◆ **Material provided**

*-*-*

//! Ticket applications
//!
//! A viewer applies with a name and the name on their bank deposit; an admin
//! approves the application, which issues an access token; the viewer then
//! enters with name and token. Storage sits behind [`TicketRegistry`].

use chrono::{DateTime, Utc};
use parking_lot::Mutex;
use serde::{Deserialize, Serialize};
use subtle::ConstantTimeEq;
use tracing::info;
use uuid::Uuid;

use crate::{ControlError, Result};

/// Application identifier
pub type ApplicationId = u64;

/// Approval state
#[derive(Debug, Clone, Copy, PartialEq, Eq, Serialize, Deserialize)]
#[serde(rename_all = "SCREAMING_SNAKE_CASE")]
pub enum TicketStatus {
    Pending,
    Approved,
}

/// One ticket application
#[derive(Debug, Clone, PartialEq, Serialize, Deserialize)]
pub struct TicketApplication {
    pub id: ApplicationId,
    pub name: String,
    pub depositor_name: String,
    pub status: TicketStatus,
    #[serde(skip_serializing_if = "Option::is_none")]
    pub access_token: Option<String>,
    pub created_at: DateTime<Utc>,
    #[serde(skip_serializing_if = "Option::is_none")]
    pub approved_at: Option<DateTime<Utc>>,
}

/// Storage for ticket applications
pub trait TicketRegistry: Send + Sync {
    /// Register a pending application
    fn apply(&self, name: &str, depositor_name: &str) -> Result<ApplicationId>;

    /// Pending applications, newest first
    fn pending(&self) -> Vec<TicketApplication>;

    /// Approve an application and return its new access token
    fn approve(&self, id: ApplicationId) -> Result<String>;

    /// Whether `name` and `token` belong to one approved application
    fn verify(&self, name: &str, token: &str) -> bool;
}

/// Process-lifetime registry; nothing is persisted
#[derive(Debug, Default)]
pub struct InMemoryTicketRegistry {
    inner: Mutex<Applications>,
}

#[derive(Debug, Default)]
struct Applications {
    next_id: ApplicationId,
    entries: Vec<TicketApplication>,
}

impl InMemoryTicketRegistry {
    pub fn new() -> Self {
        Self::default()
    }

    /// Number of applications in any state
    pub fn len(&self) -> usize {
        self.inner.lock().entries.len()
    }

    pub fn is_empty(&self) -> bool {
        self.len() == 0
    }
}

impl TicketRegistry for InMemoryTicketRegistry {
    fn apply(&self, name: &str, depositor_name: &str) -> Result<ApplicationId> {
        let name = name.trim();
        let depositor_name = depositor_name.trim();
        if name.is_empty() || depositor_name.is_empty() {
            return Err(ControlError::InvalidParameter(
                "name and depositor_name are required".to_string(),
            ));
        }

        let mut inner = self.inner.lock();
        inner.next_id += 1;
        let id = inner.next_id;
        inner.entries.push(TicketApplication {
            id,
            name: name.to_string(),
            depositor_name: depositor_name.to_string(),
            status: TicketStatus::Pending,
            access_token: None,
            created_at: Utc::now(),
            approved_at: None,
        });
        info!("Ticket application {} registered", id);
        Ok(id)
    }

    fn pending(&self) -> Vec<TicketApplication> {
        self.inner
            .lock()
            .entries
            .iter()
            .rev()
            .filter(|app| app.status == TicketStatus::Pending)
            .cloned()
            .collect()
    }

    fn approve(&self, id: ApplicationId) -> Result<String> {
        let mut inner = self.inner.lock();
        let app = inner
            .entries
            .iter_mut()
            .find(|app| app.id == id)
            .ok_or_else(|| ControlError::NotFound(format!("application {}", id)))?;

        // Approving again replaces the token
        let token = Uuid::new_v4().to_string();
        app.status = TicketStatus::Approved;
        app.access_token = Some(token.clone());
        app.approved_at = Some(Utc::now());
        info!("Ticket application {} approved", id);
        Ok(token)
    }

    fn verify(&self, name: &str, token: &str) -> bool {
        // Names are stored trimmed
        let name = name.trim();
        self.inner.lock().entries.iter().any(|app| {
            app.status == TicketStatus::Approved
                && app.name == name
                && app
                    .access_token
                    .as_deref()
                    .is_some_and(|issued| bool::from(issued.as_bytes().ct_eq(token.as_bytes())))
        })
    }
}

#[cfg(test)]
mod tests {
    use super::*;

    #[test]
    fn test_apply_and_list_pending() {
        let registry = InMemoryTicketRegistry::new();
        let first = registry.apply("Mina", "Kim Mina").unwrap();
        let second = registry.apply("Joon", "Park Joon").unwrap();
        assert_ne!(first, second);

        let pending = registry.pending();
        assert_eq!(pending.len(), 2);
        assert_eq!(pending[0].id, second);
        assert_eq!(pending[1].name, "Mina");
    }

    #[test]
    fn test_blank_fields_rejected() {
        let registry = InMemoryTicketRegistry::new();
        assert!(matches!(
            registry.apply("  ", "Kim"),
            Err(ControlError::InvalidParameter(_))
        ));
        assert!(registry.apply("Mina", "").is_err());
        assert!(registry.is_empty());
    }

    #[test]
    fn test_approve_and_verify() {
        let registry = InMemoryTicketRegistry::new();
        let id = registry.apply("Mina", "Kim Mina").unwrap();
        assert!(!registry.verify("Mina", ""));

        let token = registry.approve(id).unwrap();
        assert!(registry.pending().is_empty());
        assert!(registry.verify("Mina", &token));
        assert!(!registry.verify("Joon", &token));
        assert!(!registry.verify("Mina", "forged"));
    }

    #[test]
    fn test_verify_matches_trimmed_name() {
        let registry = InMemoryTicketRegistry::new();
        let id = registry.apply(" Mina ", "Kim").unwrap();
        let token = registry.approve(id).unwrap();
        assert!(registry.verify(" Mina ", &token));
        assert!(registry.verify("Mina", &token));
        assert!(!registry.verify("Mi na", &token));
    }

    #[test]
    fn test_verify_rejects_token_prefix() {
        let registry = InMemoryTicketRegistry::new();
        let id = registry.apply("Mina", "Kim Mina").unwrap();
        let token = registry.approve(id).unwrap();
        assert!(!registry.verify("Mina", &token[..8]));
        assert!(!registry.verify("Mina", &format!("{}x", token)));
    }

    #[test]
    fn test_reapproval_rotates_token() {
        let registry = InMemoryTicketRegistry::new();
        let id = registry.apply("Mina", "Kim Mina").unwrap();
        let old = registry.approve(id).unwrap();
        let new = registry.approve(id).unwrap();
        assert!(!registry.verify("Mina", &old));
        assert!(registry.verify("Mina", &new));
    }

    #[test]
    fn test_approve_unknown() {
        let registry = InMemoryTicketRegistry::new();
        assert!(matches!(
            registry.approve(42),
            Err(ControlError::NotFound(_))
        ));
    }
}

*-*-*

◆ **Task item**
Above this task is a listing. Restate, word for word and with nothing added, the lines from the one with "app.id == id)" through the one with "app.access_token = Some(token.clone());".

◆ **Exercise result**
            .find(|app| app.id == id)
            .ok_or_else(|| ControlError::NotFound(format!("application {}", id)))?;

        // Approving again replaces the token
        let token = Uuid::new_v4().to_string();
        app.status = TicketStatus::Approved;
        app.access_token = Some(token.clone());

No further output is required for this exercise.